Downs saw the door moving long before the woman and her children.
His body stiffened as he fought to take hold of himself, and for concentration after seeing his control debilitated long before by the argument across the room. He was still raising his rifle into the fire position when Rennie came in, low and fast, to hit the carpet and roll in one continuous action towards the heavy armchair between the fireplace and the window.
The movement was too fast for Billy Downs, who fired three times into the space by the door before checking to realize that the policeman was no longer there. He struggled up from the sitting position in the deep soft armchair, flooded with the sudden panic that he had fired and missed, and didn’t know where his target was.
The metallic click of Rennie’s safety catch, and the single shot that howled by his ear and into the French windows behind, located the target.
Rennie was not a marksman. He had been on pistol-shooting courses, most of which simulated a street situation. Only once they’d practised storming a room. When you go in, they’d said, dive and roll as soon as you hit the floor, and keep rolling till you find cover. You’re difficult to hit while you’re moving. The first shot came as he balanced momentarily on his left side, his right arm free to fire in the general direction of the dark shape across the carpet. But his momentum carried him on till he cannoned into the solid bulk of the big chair. He was on his right side, the Walther driving into the softness of his thigh when he realized his impetus had wedged him between the wall and the chair. He twisted his head, seeing for the first time with agonizing clarity the man, his wife and the children, as he struggled helplessly to swivel his body round. His survival depended on that movement.
The rifle was against Downs’s shoulder now, eye down the barrel, not bothering with the complicated sight device, just using the barrel to give him a line. He poised himself to fire. Wait for it, you bastard copper, wait for it, now. The triumph of the mission was there now, the bloody slug of the copper on the deck, soft, fat and vulnerable. And dead.
Rennie was screaming. ‘No, no. Keep away.’
For the two children the room had disintegrated in speed and noise. When Fiona saw her father some four seconds after he had come through the door she fled from the sofa across the middle of the room towards him.
It was the moment that the man had chosen to fire.

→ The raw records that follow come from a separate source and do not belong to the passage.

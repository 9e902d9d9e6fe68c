//! Public form endpoints: trip planner, overnight bookings, proposals, stories.

use axum::extract::{Query, State};
use axum::Json;

use super::timestamp_id;
use crate::server::api::{
    BookingCreated, EmailExistsResponse, ProposalResponse, QuoteCreated, StoriesAdded,
};
use crate::server::error::{ApiError, OrInternal};
use crate::server::payload::{
    EmailQuery, IdQuery, OvernightBookingRequest, QuoteRequest, StoriesRequest, StoryInput,
};
use crate::server::state::AppState;

const QUOTE_RECEIVED: &str = "Thank you! We'll be in touch within 24 hours.";
const BOOKING_RECEIVED: &str = "Booking request received. We'll confirm within 24 hours.";

/// GET /api/plan-your-trip?email= - Whether this address already asked for a quote.
pub async fn get_plan_your_trip(
    State(state): State<AppState>,
    Query(query): Query<EmailQuery>,
) -> Json<EmailExistsResponse> {
    let Some(email) = query.email.filter(|e| !e.is_empty()) else {
        return Json(EmailExistsResponse { exists: false });
    };

    let exists = state
        .store
        .quote_email_exists(&email)
        .await
        .unwrap_or_else(|e| {
            tracing::error!(error = %e, "Failed to check quote email");
            false
        });
    Json(EmailExistsResponse { exists })
}

/// POST /api/plan-your-trip - Submit the trip planner form.
pub async fn post_plan_your_trip(
    State(state): State<AppState>,
    Json(request): Json<QuoteRequest>,
) -> Result<Json<QuoteCreated>, ApiError> {
    let has = |v: &Option<String>| v.as_deref().is_some_and(|s| !s.is_empty());
    if !has(&request.name) || !has(&request.email) {
        return Err(ApiError::bad_request("Name and email are required"));
    }

    let quote_id = timestamp_id("QT");
    let quote = request.into_new_quote(quote_id.clone(), "new".to_string());
    state
        .store
        .create_quote(quote)
        .await
        .or_internal("Failed to submit quote request")?;

    tracing::info!(quote_id = %quote_id, "Quote request received");
    Ok(Json(QuoteCreated {
        success: true,
        quote_id,
        message: Some(QUOTE_RECEIVED.to_string()),
    }))
}

/// POST /api/overnight-booking - Request a riad or camp stay.
pub async fn post_overnight_booking(
    State(state): State<AppState>,
    Json(request): Json<OvernightBookingRequest>,
) -> Result<Json<BookingCreated>, ApiError> {
    let booking_id = timestamp_id("OVN");
    let booking = request
        .into_new_booking(booking_id.clone())
        .ok_or_else(|| ApiError::bad_request("Missing required fields"))?;

    state
        .store
        .create_overnight_booking(booking)
        .await
        .or_internal("Failed to create booking")?;

    tracing::info!(booking_id = %booking_id, "Overnight booking received");
    Ok(Json(BookingCreated {
        success: true,
        booking_id,
        message: BOOKING_RECEIVED.to_string(),
    }))
}

/// GET /api/proposals?id= - A proposal as presented to the client.
pub async fn get_proposal(
    State(state): State<AppState>,
    Query(query): Query<IdQuery>,
) -> Result<Json<ProposalResponse>, ApiError> {
    let id = query
        .id
        .filter(|id| !id.is_empty())
        .ok_or_else(|| ApiError::bad_request("Proposal ID is required"))?;

    let proposal = state
        .store
        .proposal_by_id(&id)
        .await
        .or_internal("Failed to fetch proposal")?
        .ok_or_else(|| ApiError::not_found("Proposal not found"))?;

    Ok(Json(ProposalResponse {
        proposal: proposal.into(),
    }))
}

/// POST /api/stories/add - Bulk import stories, skipping slugs that already exist.
pub async fn post_stories(
    State(state): State<AppState>,
    Json(request): Json<StoriesRequest>,
) -> Result<Json<StoriesAdded>, ApiError> {
    let Some(serde_json::Value::Array(stories)) = request.stories else {
        return Err(ApiError::bad_request("Stories array is required"));
    };

    let mut results = StoriesAdded {
        success: true,
        ..StoriesAdded::default()
    };

    for value in stories {
        let story = match serde_json::from_value::<StoryInput>(value) {
            Ok(story) => story,
            Err(e) => {
                tracing::warn!(error = %e, "Skipping malformed story");
                results.errors.push(format!("Invalid story: {e}"));
                continue;
            }
        };
        let Some(slug) = story.slug().map(String::from) else {
            results.errors.push("Story missing slug".to_string());
            continue;
        };

        if state
            .store
            .story_exists(&slug)
            .await
            .or_internal("Failed to add stories")?
        {
            results.skipped.push(slug);
            continue;
        }

        match state.store.create_story(story.into_new_story(slug.clone())).await {
            Ok(_) => results.added.push(slug),
            Err(e) => {
                tracing::error!(error = %e, slug = %slug, "Failed to add story");
                results.errors.push(slug);
            }
        }
    }

    tracing::info!(
        added = results.added.len(),
        skipped = results.skipped.len(),
        errors = results.errors.len(),
        "Story import finished"
    );
    Ok(Json(results))
}

#[cfg(test)]
mod tests {
    use axum::http::StatusCode;
    use serde_json::json;

    use super::*;
    use crate::store::{ContentStore, NewProposal, QuoteFilter};

    async fn state() -> AppState {
        AppState::new(ContentStore::open_in_memory().await.unwrap())
    }

    fn body<T: serde::de::DeserializeOwned>(value: serde_json::Value) -> Json<T> {
        Json(serde_json::from_value(value).unwrap())
    }

    #[tokio::test]
    async fn test_plan_your_trip_creates_quote() {
        let state = state().await;

        let Json(created) = post_plan_your_trip(
            State(state.clone()),
            body(json!({
                "name": "Amina",
                "email": "Amina@Example.com",
                "groupSize": "4",
                "interests": ["Food", "Desert"],
            })),
        )
        .await
        .unwrap();

        assert!(created.success);
        assert!(created.quote_id.starts_with("QT-"));
        assert_eq!(created.message.as_deref(), Some(QUOTE_RECEIVED));

        let quote = state.store.quote_by_id(&created.quote_id).await.unwrap().unwrap();
        assert_eq!(quote.status, "new");
        assert_eq!(quote.group_size, Some(4));
        assert_eq!(quote.interests.as_deref(), Some("Food, Desert"));

        let Json(found) = get_plan_your_trip(
            State(state),
            Query(EmailQuery {
                email: Some("amina@example.com".to_string()),
            }),
        )
        .await;
        assert!(found.exists);
    }

    #[tokio::test]
    async fn test_plan_your_trip_requires_name_and_email() {
        let state = state().await;
        let error = post_plan_your_trip(State(state.clone()), body(json!({"name": "Amina"})))
            .await
            .unwrap_err();

        assert_eq!(error.status(), StatusCode::BAD_REQUEST);
        assert_eq!(error.message(), "Name and email are required");
        assert!(state
            .store
            .list_quotes(QuoteFilter::default())
            .await
            .unwrap()
            .is_empty());
    }

    #[tokio::test]
    async fn test_email_check_without_email() {
        let Json(found) = get_plan_your_trip(State(state().await), Query(EmailQuery::default())).await;
        assert!(!found.exists);
    }

    #[tokio::test]
    async fn test_overnight_booking() {
        let Json(created) = post_overnight_booking(
            State(state().await),
            body(json!({
                "guestName": "Leo",
                "guestEmail": "leo@example.com",
                "property": "Desert Camp",
                "checkIn": "2026-04-10",
                "checkOut": "2026-04-12",
                "guests": 2,
            })),
        )
        .await
        .unwrap();

        assert!(created.success);
        assert!(created.booking_id.starts_with("OVN-"));
        assert_eq!(created.message, BOOKING_RECEIVED);
    }

    #[tokio::test]
    async fn test_overnight_booking_missing_fields() {
        let error = post_overnight_booking(
            State(state().await),
            body(json!({"guestName": "Leo", "property": "Desert Camp"})),
        )
        .await
        .unwrap_err();

        assert_eq!(error.status(), StatusCode::BAD_REQUEST);
        assert_eq!(error.message(), "Missing required fields");
    }

    #[tokio::test]
    async fn test_get_proposal() {
        let state = state().await;
        state
            .store
            .create_proposal(NewProposal {
                proposal_id: "PRP-7".to_string(),
                client_name: Some("Nadia".to_string()),
                route_points: json!([{"city": "Fes"}]),
                ..NewProposal::default()
            })
            .await
            .unwrap();

        let Json(found) = get_proposal(
            State(state.clone()),
            Query(IdQuery {
                id: Some("PRP-7".to_string()),
            }),
        )
        .await
        .unwrap();
        assert_eq!(found.proposal.client_name.as_deref(), Some("Nadia"));
        assert_eq!(found.proposal.route_points, json!([{"city": "Fes"}]));

        let missing = get_proposal(State(state.clone()), Query(IdQuery::default()))
            .await
            .unwrap_err();
        assert_eq!(missing.status(), StatusCode::BAD_REQUEST);
        assert_eq!(missing.message(), "Proposal ID is required");

        let unknown = get_proposal(
            State(state),
            Query(IdQuery {
                id: Some("PRP-0".to_string()),
            }),
        )
        .await
        .unwrap_err();
        assert_eq!(unknown.status(), StatusCode::NOT_FOUND);
        assert_eq!(unknown.message(), "Proposal not found");
    }

    #[tokio::test]
    async fn test_post_stories() {
        let state = state().await;

        let Json(first) = post_stories(
            State(state.clone()),
            body(json!({"stories": [
                {"slug": "blue-city", "title": "The Blue City"},
                {"title": "No slug"},
                {"slug": "henna", "title": "Henna", "published": false},
            ]})),
        )
        .await
        .unwrap();
        assert!(first.success);
        assert_eq!(first.added, vec!["blue-city", "henna"]);
        assert_eq!(first.errors, vec!["Story missing slug"]);
        assert!(first.skipped.is_empty());

        let Json(second) = post_stories(
            State(state),
            body(json!({"stories": [{"slug": "henna"}]})),
        )
        .await
        .unwrap();
        assert_eq!(second.skipped, vec!["henna"]);
        assert!(second.added.is_empty());
    }

    #[tokio::test]
    async fn test_post_stories_requires_array() {
        for request in [json!({}), json!({"stories": "blue-city"})] {
            let error = post_stories(State(state().await), body(request))
                .await
                .unwrap_err();
            assert_eq!(error.status(), StatusCode::BAD_REQUEST);
            assert_eq!(error.message(), "Stories array is required");
        }
    }

    #[tokio::test]
    async fn test_quote_store_failure() {
        let state = state().await;
        state.store.run_script("DROP TABLE quotes").await.unwrap();

        let Json(found) = get_plan_your_trip(
            State(state.clone()),
            Query(EmailQuery {
                email: Some("amina@example.com".to_string()),
            }),
        )
        .await;
        assert!(!found.exists);

        let error = post_plan_your_trip(
            State(state),
            body(json!({"name": "Amina", "email": "amina@example.com"})),
        )
        .await
        .unwrap_err();
        assert_eq!(error.status(), StatusCode::INTERNAL_SERVER_ERROR);
        assert_eq!(error.message(), "Failed to submit quote request");
    }
}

Fractionally his vision, misted and unclear, of the man that he had come to kill was blocked by the chequered dress and the long golden hair.
He hesitated. Staring at the body feverishly trying to get the child behind it and away. It was the time to shoot, a perfect target. Still he hesitated.
He saw the child with pin-point clarity, as sharp as the mummified kids back in the street in London. Not part of the bloody war. He couldn’t see the face of the girl as she writhed closer to her father, only the brightness of her dress, the freshness of the white socks, the pink health of the moving skin on the small legs. Couldn’t destroy it. Rennie was struggling to pull the child under him to protect her. Downs could see that, and when he’d done so the big policeman would be free to fire himself. Downs knew that. It had no effect. Not shoot a child, no way he could do it. He felt himself drifting away from the reality of the room, concentrating now on his wife. Kids at home, not as clean, scrubbed as these, but the same. If his wife knew he’d slaughtered a small one . . . He saw the slight body fade under the shape of the detective, and the other man’s firing arm come up to aim.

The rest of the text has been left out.